The question asked by Jesus during the horrific process of his crucifixion is not one that Christians should gloss over in their quest to easy resolution. “My God, why have you forsaken me” is a cry that should haunt our faith journey. It is a cry of abandonment, of separation, of longing, and of pain. If we believe in the power of the cross and in the saving grace of crucifixion, we must also confront the reality of asking the most difficult of questions to God, even when those questions confront the possibility of God’s silence and absence.
I need to wrap my mind around the question of “forsakenness” because that is the only way I can begin to process the death of Natasha McKenna, the African American woman who was killed while being detained at the Fairfax County Adult Detention Center in Virginia. McKenna, who suffered from mental illness, was stunned four times and subdued by six officers until she eventually lost consciousness and subsequently dies in a hospital days later. Her final words, caught on a 48-minute video of her detention and death: “you promised me you wouldn't kill me.”
The final days of Natasha McKenna’s life were an unending cycle of pain and torture. She was suffering from devastating mental episodes, exacerbated by the fact that she was being detained in a jail and not undergoing much needed treatment in a mental health treatment facility. She was handcuffed, tasered, restrained, and called “demonically possessed.” She was naked and vulnerable while being restrained. By the time she arrived at the hospital, she was in a coma and covered in bruises, marks, and cuts. Her eyes were swollen shut. McKenna leaves behind one young daughter.

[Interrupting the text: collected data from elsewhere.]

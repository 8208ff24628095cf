// Copyright (c) 2026 greenguard
// Licensed under the MIT License. See LICENSE file in the project root.

//! Climate policy - heater hysteresis and roof vent with safety interlock

use crate::core::{ActuatorState, Settings};

/// Hysteresis dead-band applied above `temp_min` (heater) and below
/// `temp_max` (vent) to prevent relay chatter, °C.
pub const HYSTERESIS_BAND: f64 = 1.0;

/// Evaluate heater and vent for one tick.
///
/// The vent step runs after the heater step on purpose: opening the vent
/// forces the heater off for this tick, overriding whatever the heater step
/// decided. Inside a dead-band the previous state is kept.
pub fn evaluate(temperature: f64, settings: &Settings, actuators: &mut ActuatorState) {
    // Heater
    if temperature < settings.temp_min {
        actuators.heater_on = true;
    } else if temperature > settings.temp_min + HYSTERESIS_BAND {
        actuators.heater_on = false;
    }

    // Roof vent, with the never-heat-while-venting interlock
    if temperature > settings.temp_max {
        actuators.vent_open = true;
        actuators.heater_on = false;
    } else if temperature < settings.temp_max - HYSTERESIS_BAND {
        actuators.vent_open = false;
    }
}

#[cfg(test)]
mod tests {
    use super::*;

    fn settings() -> Settings {
        Settings {
            temp_min: 18.0,
            temp_max: 28.0,
            ..Settings::default()
        }
    }

    #[test]
    fn heater_engages_below_temp_min() {
        let mut actuators = ActuatorState::default();
        evaluate(17.9, &settings(), &mut actuators);
        assert!(actuators.heater_on);
    }

    #[test]
    fn heater_releases_above_dead_band() {
        let mut actuators = ActuatorState {
            heater_on: true,
            ..ActuatorState::default()
        };
        evaluate(19.1, &settings(), &mut actuators);
        assert!(!actuators.heater_on);
    }

    #[test]
    fn heater_holds_inside_dead_band() {
        // For every t in [temp_min, temp_min + band] the prior state survives.
        for prior in [false, true] {
            for tenth in 0..=10 {
                let t = 18.0 + tenth as f64 * 0.1;
                let mut actuators = ActuatorState {
                    heater_on: prior,
                    ..ActuatorState::default()
                };
                evaluate(t, &settings(), &mut actuators);
                assert_eq!(actuators.heater_on, prior, "t={t}, prior={prior}");
            }
        }
    }

    #[test]
    fn vent_opens_above_temp_max_and_retracts_heater() {
        let mut actuators = ActuatorState {
            heater_on: true,
            ..ActuatorState::default()
        };
        evaluate(28.5, &settings(), &mut actuators);
        assert!(actuators.vent_open);
        assert!(!actuators.heater_on, "interlock must force the heater off");
    }

    #[test]
    fn vent_closes_below_dead_band() {
        let mut actuators = ActuatorState {
            vent_open: true,
            ..ActuatorState::default()
        };
        evaluate(26.9, &settings(), &mut actuators);
        assert!(!actuators.vent_open);
    }

    #[test]
    fn vent_holds_inside_dead_band() {
        let mut actuators = ActuatorState {
            vent_open: true,
            ..ActuatorState::default()
        };
        evaluate(27.5, &settings(), &mut actuators);
        assert!(actuators.vent_open);
    }

    #[test]
    fn never_heating_when_vent_decision_fires() {
        // Whenever this tick's temperature opens the vent, the heater must
        // come out false regardless of prior actuator state.
        for tenth in 281..=500 {
            let t = tenth as f64 * 0.1;
            for heater in [false, true] {
                for vent in [false, true] {
                    let mut actuators = ActuatorState {
                        heater_on: heater,
                        vent_open: vent,
                        ..ActuatorState::default()
                    };
                    evaluate(t, &settings(), &mut actuators);
                    assert!(actuators.vent_open, "vent must open at t={t}");
                    assert!(!actuators.heater_on, "heating while venting at t={t}");
                }
            }
        }
    }
}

“You promised me you wouldn't kill me.” These are the words of a woman who knew that her life was coming to an end. She knew that she was on the verge of death; a death that was absolutely and completely preventable. But more than that, McKenna’s final words are the cry of the forsaken, the abandoned, the forgotten, and the discarded. In jails and prisons throughout America, the mentally ill are held captive with little or no access to the treatment they so desperately need. In detention centers and street corners across the nation, those in need of help are called “demons” and mocked in their nakedness and vulnerability.

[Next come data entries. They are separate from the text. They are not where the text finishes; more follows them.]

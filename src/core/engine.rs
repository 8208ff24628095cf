// Copyright (c) 2026 greenguard
// Licensed under the MIT License. See LICENSE file in the project root.

//! Engine - drives the controller on its two cadences
//!
//! One cooperative loop owns the controller: a sensor/policy interval, a
//! telemetry/display interval and the external command channel are raced in
//! a single `select!`, so every mutation runs to completion before the next
//! input is looked at. No other task touches controller state.

use std::sync::Arc;
use std::time::{Duration, Instant};

use anyhow::Result;
use tokio::sync::mpsc;
use tracing::{info, warn};

use crate::config::ControlConfig;
use crate::display::DisplayRequest;
use crate::sensors::SensorSource;

use super::{AlarmEvent, Command, Controller, EventBus, Settings};

/// The engine that owns the controller and its input/output channels.
pub struct Engine {
    controller: Controller,
    sensors: Box<dyn SensorSource>,
    bus: Arc<EventBus>,
    display: Option<mpsc::Sender<DisplayRequest>>,
    sensor_interval: Duration,
    telemetry_interval: Duration,
}

impl Engine {
    /// Assemble an engine from configuration and collaborators.
    pub fn new(
        config: &ControlConfig,
        sensors: Box<dyn SensorSource>,
        bus: Arc<EventBus>,
        display: Option<mpsc::Sender<DisplayRequest>>,
    ) -> Self {
        let controller = Controller::new(
            config.settings,
            config.irrigation,
            Duration::from_millis(config.pulse_ms),
        );
        Self {
            controller,
            sensors,
            bus,
            display,
            sensor_interval: Duration::from_millis(config.sensor_interval_ms),
            telemetry_interval: Duration::from_millis(config.telemetry_interval_ms),
        }
    }

    /// Direct access to the controller, for assembly-time adjustments.
    pub fn controller_mut(&mut self) -> &mut Controller {
        &mut self.controller
    }

    /// Run until the command channel closes.
    pub async fn run(mut self, mut commands: mpsc::Receiver<Command>) -> Result<()> {
        info!(
            "engine running: sensor tick {:?}, telemetry tick {:?}",
            self.sensor_interval, self.telemetry_interval
        );
        let mut sensor_tick = tokio::time::interval(self.sensor_interval);
        let mut telemetry_tick = tokio::time::interval(self.telemetry_interval);

        loop {
            tokio::select! {
                _ = sensor_tick.tick() => self.on_sensor_tick().await,
                _ = telemetry_tick.tick() => self.on_telemetry_tick(),
                command = commands.recv() => match command {
                    Some(command) => self.on_command(command),
                    None => {
                        info!("command channel closed, engine stopping");
                        return Ok(());
                    }
                },
            }
        }
    }

    async fn on_sensor_tick(&mut self) {
        let raw = match self.sensors.sample().await {
            Ok(raw) => raw,
            Err(err) => {
                // Worst case is "no actuator state change this tick".
                warn!("sensor sample failed, skipping tick: {err}");
                self.bus.publish_error(&format!("sensor sample failed: {err}"));
                return;
            }
        };

        let outcome = self.controller.tick(&raw, Instant::now());
        self.bus.publish_actuators(outcome.actuators);
        if let Some(alarm) = outcome.alarm {
            self.bus.publish_alarm(alarm);
            if alarm == AlarmEvent::On {
                self.send_display(DisplayRequest::Banner {
                    line1: "!! ALERT !!".into(),
                    line2: "INTRUSION".into(),
                });
            }
        }
    }

    fn on_telemetry_tick(&mut self) {
        let record = self.controller.telemetry();
        self.send_display(DisplayRequest::Status(record.clone()));
        self.bus.publish_telemetry(record);
    }

    fn on_command(&mut self, command: Command) {
        let now = Instant::now();
        match command {
            Command::Control(control) => self.controller.apply_control(control, now),
            Command::Settings(update) => match self.controller.apply_settings(update, now) {
                Ok(()) => {
                    let Settings { temp_min, temp_max, .. } = self.controller.settings();
                    self.send_display(DisplayRequest::Banner {
                        line1: "CONFIG UPDATE!".into(),
                        line2: format!("T:{temp_min:.1}-{temp_max:.1}"),
                    });
                }
                Err(err) => {
                    warn!("settings update rejected: {err}");
                    self.bus.publish_error(&err.to_string());
                    return;
                }
            },
            Command::Simulation(update) => {
                self.controller.apply_simulation(update, now);
                if self.controller.simulation_active() {
                    self.send_display(DisplayRequest::Banner {
                        line1: "SIMULATION MODE".into(),
                        line2: String::new(),
                    });
                }
            }
            Command::DemoClock(update) => self.controller.apply_demo_clock(update),
        }

        // Keep published state consistent with what was just committed
        // instead of waiting for the next telemetry tick.
        self.bus.publish_telemetry(self.controller.telemetry());
    }

    fn send_display(&self, request: DisplayRequest) {
        if let Some(display) = &self.display {
            // Best effort: a held banner must never back-pressure the core.
            let _ = display.try_send(request);
        }
    }
}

“You promised me you wouldn't kill me.” These are the cries of victims of police violence everywhere, as they face those sworn to uphold the peace but who instead terrorize and brutalize. McKenna’s slight 5’3” and 130 lb. body was stripped, shackled, masked, wrestled to the ground, her panic worsened by the sight of 6 men standing above her in gas masks and biohazard suits. These men and their lethal weapons may have been McKenna’s last sight before slipping into a coma. Maybe someone promised her that she wasn’t going to be hurt if she cooperated; maybe someone promised her that she would survive this encounter if she didn’t resist. But in the end, McKenna dies knowing that her life was being taken violently away from her against her will.
“You promised me you wouldn't kill me.” Slowly and painfully, black American women are being killed by agents of the state. We are dying mysteriously in jails and prisons. We are dying after encounters with law enforcement. We are dying of because of lack of health care or unequal access to health care. Our babies are facing infant mortality rates that rival many developing nations. In a nation that prides itself on offering all its citizens a chance at life, liberty, and the pursuit of happiness, black women are being killed. And it feels like no one cares.
Natasha McKenna bore the weight of her mental illness and the stigma that accompanies it. She also bore the weight of this nation’s racist and sexist history; her humanity was stripped from her while her body was treated as some unbreakable object of violence. At the time of her greatest need, she was forsaken by those who promised not to kill her. And in the recent decision which found the men who tasered and battered her not responsible for her death, McKenna has been forsaken by the scales of justice.
Theologians have weighed in for centuries in response to Jesus’ question of being forsaken. I often remind my own students that his question provides us with a precedent for asking God the tough questions of life. I am left with nothing but tough questions about Natasha McKenna’s death: questions about our legal system; questions about incarceration procedures; questions about our nation’s history of killing the black body. But I also know that it is okay for me to ask the toughest question of all: do the lives of black women matter to God? Before we rush to the “yes” of affirmation, before we hurry to insist that every person in precious in God’s sight, perhaps we can sit with the weight of the slow and painful death of a woman whose last words were an echo of broken promises. Before we rush to God’s “yes,” maybe we need to repent of all the ways we consistently demonstrate that some lives truly don’t matter.